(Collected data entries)

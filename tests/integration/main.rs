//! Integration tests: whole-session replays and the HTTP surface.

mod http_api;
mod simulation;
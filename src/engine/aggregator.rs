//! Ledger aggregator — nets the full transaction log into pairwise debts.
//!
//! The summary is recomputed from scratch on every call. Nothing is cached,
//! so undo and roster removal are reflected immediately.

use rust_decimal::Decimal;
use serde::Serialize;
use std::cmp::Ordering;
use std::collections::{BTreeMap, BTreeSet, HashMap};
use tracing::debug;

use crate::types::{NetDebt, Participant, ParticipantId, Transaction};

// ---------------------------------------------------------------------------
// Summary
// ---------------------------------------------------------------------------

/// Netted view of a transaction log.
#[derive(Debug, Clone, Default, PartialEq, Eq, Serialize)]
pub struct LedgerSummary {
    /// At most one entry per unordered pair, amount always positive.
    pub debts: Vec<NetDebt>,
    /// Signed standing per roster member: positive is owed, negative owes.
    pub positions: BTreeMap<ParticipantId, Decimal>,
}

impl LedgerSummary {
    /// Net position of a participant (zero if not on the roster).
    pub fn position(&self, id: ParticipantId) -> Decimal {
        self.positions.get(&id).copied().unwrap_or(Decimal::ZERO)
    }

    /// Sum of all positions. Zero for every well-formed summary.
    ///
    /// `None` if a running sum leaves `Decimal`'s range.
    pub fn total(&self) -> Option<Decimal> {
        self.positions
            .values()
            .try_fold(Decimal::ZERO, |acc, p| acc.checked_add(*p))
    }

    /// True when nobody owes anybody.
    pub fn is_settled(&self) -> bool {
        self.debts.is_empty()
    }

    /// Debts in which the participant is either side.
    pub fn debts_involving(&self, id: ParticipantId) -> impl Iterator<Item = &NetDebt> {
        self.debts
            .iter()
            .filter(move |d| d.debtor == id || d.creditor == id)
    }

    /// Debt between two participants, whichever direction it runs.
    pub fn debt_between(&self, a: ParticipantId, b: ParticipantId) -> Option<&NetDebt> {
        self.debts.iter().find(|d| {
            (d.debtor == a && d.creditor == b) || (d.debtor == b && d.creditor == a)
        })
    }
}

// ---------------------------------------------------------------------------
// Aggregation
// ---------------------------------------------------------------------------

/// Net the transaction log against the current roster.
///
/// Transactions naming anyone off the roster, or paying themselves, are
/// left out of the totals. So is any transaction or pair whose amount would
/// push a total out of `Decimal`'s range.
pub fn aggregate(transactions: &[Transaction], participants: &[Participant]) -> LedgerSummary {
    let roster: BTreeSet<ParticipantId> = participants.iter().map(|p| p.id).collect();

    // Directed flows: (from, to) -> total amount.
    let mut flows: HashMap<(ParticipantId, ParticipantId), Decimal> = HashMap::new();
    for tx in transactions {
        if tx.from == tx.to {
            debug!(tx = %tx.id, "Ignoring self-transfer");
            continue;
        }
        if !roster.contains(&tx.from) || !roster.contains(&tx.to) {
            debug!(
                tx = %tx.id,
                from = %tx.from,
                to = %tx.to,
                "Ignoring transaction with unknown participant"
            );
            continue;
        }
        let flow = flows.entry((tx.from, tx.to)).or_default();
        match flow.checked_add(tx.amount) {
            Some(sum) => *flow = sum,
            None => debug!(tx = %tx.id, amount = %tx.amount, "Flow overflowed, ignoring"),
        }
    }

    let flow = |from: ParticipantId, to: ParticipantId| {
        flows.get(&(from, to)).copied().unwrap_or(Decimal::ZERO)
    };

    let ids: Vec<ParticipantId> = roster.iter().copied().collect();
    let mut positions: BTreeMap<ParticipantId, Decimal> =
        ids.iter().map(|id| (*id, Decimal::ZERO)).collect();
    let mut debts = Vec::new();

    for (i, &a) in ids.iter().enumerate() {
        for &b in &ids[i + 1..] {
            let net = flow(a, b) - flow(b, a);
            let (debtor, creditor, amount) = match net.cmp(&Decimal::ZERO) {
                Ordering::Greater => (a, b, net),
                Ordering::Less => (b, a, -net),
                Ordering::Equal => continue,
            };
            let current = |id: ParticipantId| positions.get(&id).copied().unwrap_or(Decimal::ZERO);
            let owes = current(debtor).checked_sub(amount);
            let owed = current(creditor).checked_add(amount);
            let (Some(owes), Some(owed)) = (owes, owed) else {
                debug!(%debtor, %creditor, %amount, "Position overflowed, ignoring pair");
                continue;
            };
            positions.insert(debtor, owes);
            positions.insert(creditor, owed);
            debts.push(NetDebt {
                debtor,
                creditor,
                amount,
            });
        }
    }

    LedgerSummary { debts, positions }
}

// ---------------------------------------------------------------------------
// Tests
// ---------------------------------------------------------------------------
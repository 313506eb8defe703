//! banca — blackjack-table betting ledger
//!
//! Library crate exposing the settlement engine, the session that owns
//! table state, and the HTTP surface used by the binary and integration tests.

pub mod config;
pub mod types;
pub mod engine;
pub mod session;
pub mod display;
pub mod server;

--- Work instructions ---
Among the lines above, repeat exactly those from the line with "self.positions.get(&id).copied().unwrap_or(Decimal::ZERO)" to the line with "let mut flows: HashMap<(ParticipantId, ParticipantId), Decimal>", counting both ends.

--- Result below ---
        self.positions.get(&id).copied().unwrap_or(Decimal::ZERO)
    }

    /// Sum of all positions. Zero for every well-formed summary.
    ///
    /// `None` if a running sum leaves `Decimal`'s range.
    pub fn total(&self) -> Option<Decimal> {
        self.positions
            .values()
            .try_fold(Decimal::ZERO, |acc, p| acc.checked_add(*p))
    }

    /// True when nobody owes anybody.
    pub fn is_settled(&self) -> bool {
        self.debts.is_empty()
    }

    /// Debts in which the participant is either side.
    pub fn debts_involving(&self, id: ParticipantId) -> impl Iterator<Item = &NetDebt> {
        self.debts
            .iter()
            .filter(move |d| d.debtor == id || d.creditor == id)
    }

    /// Debt between two participants, whichever direction it runs.
    pub fn debt_between(&self, a: ParticipantId, b: ParticipantId) -> Option<&NetDebt> {
        self.debts.iter().find(|d| {
            (d.debtor == a && d.creditor == b) || (d.debtor == b && d.creditor == a)
        })
    }
}

// ---------------------------------------------------------------------------
// Aggregation
// ---------------------------------------------------------------------------

/// Net the transaction log against the current roster.
///
/// Transactions naming anyone off the roster, or paying themselves, are
/// left out of the totals. So is any transaction or pair whose amount would
/// push a total out of `Decimal`'s range.
pub fn aggregate(transactions: &[Transaction], participants: &[Participant]) -> LedgerSummary {
    let roster: BTreeSet<ParticipantId> = participants.iter().map(|p| p.id).collect();

    // Directed flows: (from, to) -> total amount.
    let mut flows: HashMap<(ParticipantId, ParticipantId), Decimal> = HashMap::new();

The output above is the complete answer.